What’s your favorite color? Mine are pink, purple, beige, magenta, peach, and I can keep going. Colors are a powerful tool to influence the feelings of an audience. For example, Picasso’s painting La Vie, it is a painting in different blue tones. The overall feeling of this painting is a cold environment, depression of the people in the background, and a sense of melancholy. The man in the foreground of the painting apparently points at the woman carrying the baby, which might have been taken away from the couple. These “cooler blues” give us a sense of tension and sadness; it can be also associated with “quieter, less-outgoing feelings” (Lauer, 283).

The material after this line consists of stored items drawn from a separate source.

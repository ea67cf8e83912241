//! File analysis action.
//!
//! Uploads a file (or references an already-uploaded one) and asks the model
//! a question about it in a single round. The file travels as a `document`
//! content block alongside the question.

use serde::Serialize;
use tracing::{debug, error, info};

use super::{ActionResponse, TokensSchema};
use crate::client::{AnthropicClient, FileUploadRequest, MessagesRequest, ModelClient};
use crate::config::AddonConfig;
use crate::credentials::CredentialsRegistry;
use crate::types::{ContentBlock, Message, UsageInfo};
use crate::{Error, ErrorContext, Result};

/// Parameters for one file analysis call.
#[derive(Debug, Clone, Default)]
pub struct FileAnalysisParams {
    /// Question or instruction about the file
    pub message: String,
    /// File to upload and analyze
    pub file_upload: Option<FileUploadRequest>,
    /// ID of an already uploaded file
    pub file_id: Option<String>,
    /// Max tokens (overrides config default)
    pub max_tokens: Option<u32>,
    /// Temperature (overrides config default)
    pub temperature: Option<f64>,
}

impl FileAnalysisParams {
    pub fn new(message: impl Into<String>) -> Self {
        Self {
            message: message.into(),
            ..Default::default()
        }
    }

    pub fn file_upload(mut self, upload: FileUploadRequest) -> Self {
        self.file_upload = Some(upload);
        self
    }

    pub fn file_id(mut self, file_id: impl Into<String>) -> Self {
        self.file_id = Some(file_id.into());
        self
    }

    pub fn max_tokens(mut self, max_tokens: u32) -> Self {
        self.max_tokens = Some(max_tokens);
        self
    }

    pub fn temperature(mut self, temperature: f64) -> Self {
        self.temperature = Some(temperature);
        self
    }
}

/// Information about an uploaded file.
#[derive(Debug, Clone, Serialize)]
pub struct FileInfo {
    /// File ID
    pub id: String,
    /// Original filename
    pub filename: String,
    /// File size in bytes
    pub size_bytes: u64,
    /// File type
    #[serde(rename = "type")]
    pub file_type: String,
}

/// File analysis output.
#[derive(Debug, Clone, Serialize)]
pub struct FileAnalysisOutput {
    /// The model's analysis of the file
    pub response: String,
    /// Information about the uploaded file, when an upload happened
    pub file_info: Option<FileInfo>,
    /// Model used
    pub model: String,
    pub usage: UsageInfo,
    pub stop_reason: Option<String>,
}

/// Run a file analysis against the production Anthropic client.
///
/// Exactly one of `file_upload` and `file_id` must be provided; violations
/// are programmer errors surfaced as `Err`, not structured 500s.
pub async fn file_analysis(
    config: &AddonConfig,
    credentials: &CredentialsRegistry,
    params: FileAnalysisParams,
) -> Result<ActionResponse<FileAnalysisOutput>> {
    validate_file_source(&params)?;
    debug!(message = %params.message.chars().take(100).collect::<String>(), "executing file_analysis");

    let client = match api_client(credentials) {
        Ok(client) => client,
        Err(e) => return Ok(failure_response(config, e)),
    };

    run_file_analysis(&client, config, params).await
}

/// Run a file analysis against any [`ModelClient`].
pub async fn run_file_analysis(
    client: &dyn ModelClient,
    config: &AddonConfig,
    params: FileAnalysisParams,
) -> Result<ActionResponse<FileAnalysisOutput>> {
    validate_file_source(&params)?;

    match analyze(client, config, params).await {
        Ok(output) => {
            info!(
                total_tokens = output.usage.total_tokens,
                "file analysis successful"
            );
            let tokens = TokensSchema::new(output.usage.output_tokens, output.usage.total_tokens);
            Ok(ActionResponse::success(
                output,
                tokens,
                "File analysis successful",
            ))
        }
        Err(e) => Ok(failure_response(config, e)),
    }
}

fn validate_file_source(params: &FileAnalysisParams) -> Result<()> {
    match (&params.file_upload, &params.file_id) {
        (None, None) => Err(Error::validation_with_context(
            "Either file_upload or file_id must be provided",
            ErrorContext::new().with_source("file_analysis"),
        )),
        (Some(_), Some(_)) => Err(Error::validation_with_context(
            "Cannot provide both file_upload and file_id",
            ErrorContext::new().with_source("file_analysis"),
        )),
        _ => Ok(()),
    }
}

fn api_client(credentials: &CredentialsRegistry) -> Result<AnthropicClient> {
    let api_key = credentials.get("anthropic_api_key").ok_or_else(|| {
        Error::configuration_with_context(
            "Anthropic API key not found in credentials",
            ErrorContext::new().with_source("file_analysis"),
        )
    })?;
    AnthropicClient::new(api_key)
}

fn failure_response(config: &AddonConfig, error: Error) -> ActionResponse<FileAnalysisOutput> {
    error!(error = %error, "file analysis failed");
    ActionResponse::failure(
        FileAnalysisOutput {
            response: format!("Error: {}", error),
            file_info: None,
            model: config.model.clone(),
            usage: UsageInfo::zero(),
            stop_reason: Some("error".to_string()),
        },
        format!("File analysis failed: {}", error),
    )
}

async fn analyze(
    client: &dyn ModelClient,
    config: &AddonConfig,
    params: FileAnalysisParams,
) -> Result<FileAnalysisOutput> {
    let mut file_info = None;
    let file_id = match (&params.file_upload, &params.file_id) {
        (Some(upload), _) => {
            debug!(path = %upload.file_path, "uploading file");
            if !std::path::Path::new(&upload.file_path).exists() {
                return Err(Error::validation_with_context(
                    format!("File not found: {}", upload.file_path),
                    ErrorContext::new()
                        .with_field_path("file_upload.file_path")
                        .with_source("file_analysis"),
                ));
            }

            let filename = upload.effective_filename();
            let metadata = client.upload_file(upload).await?;
            info!(file = %filename, id = %metadata.id, "file uploaded successfully");

            file_info = Some(FileInfo {
                id: metadata.id.clone(),
                filename,
                size_bytes: metadata.size_bytes,
                file_type: metadata.file_type,
            });
            metadata.id
        }
        (None, Some(file_id)) => file_id.clone(),
        (None, None) => unreachable!("validated by validate_file_source"),
    };

    let request = MessagesRequest {
        model: config.model.clone(),
        max_tokens: params.max_tokens.unwrap_or(config.max_tokens),
        messages: vec![Message::user_blocks(vec![
            ContentBlock::file_document(file_id),
            ContentBlock::text(params.message.clone()),
        ])],
        temperature: Some(params.temperature.unwrap_or(config.temperature)),
        system: None,
        tools: None,
    };

    let response = client.create_message(&request).await?;

    let text = response
        .content
        .iter()
        .find_map(|block| match block {
            ContentBlock::Text { text, .. } => Some(text.clone()),
            _ => None,
        })
        .unwrap_or_default();

    Ok(FileAnalysisOutput {
        response: text,
        file_info,
        model: config.model.clone(),
        usage: UsageInfo::from_usage(&response.usage),
        stop_reason: response.stop_reason,
    })
}

#[cfg(test)]
mod tests {
    use super::*;

    #[test]
    fn test_validation_requires_exactly_one_source() {
        let neither = FileAnalysisParams::new("what is this?");
        assert!(validate_file_source(&neither).is_err());

        let both = FileAnalysisParams::new("what is this?")
            .file_upload(FileUploadRequest::new("/tmp/x.txt"))
            .file_id("file_123");
        assert!(validate_file_source(&both).is_err());

        let just_id = FileAnalysisParams::new("what is this?").file_id("file_123");
        assert!(validate_file_source(&just_id).is_ok());
    }
}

In contrast with the Picasso's painting the first impression of the painting by Nancy Dias, who called her piece Harlequin Macaw, is happiness. It made me think of a promising, enjoyable, exciting trip this bird is going to make. The life this bird is starting once he leaves his nest is a life full of exploration and new discoveries. The colors are radiant; the bright red, yellow, and green creates this painted bird. Lauer states “yellows, oranges, and reds give us an instinctive feeling of warmth and evoke warm, happy, cheerful reactions” in their audience (283).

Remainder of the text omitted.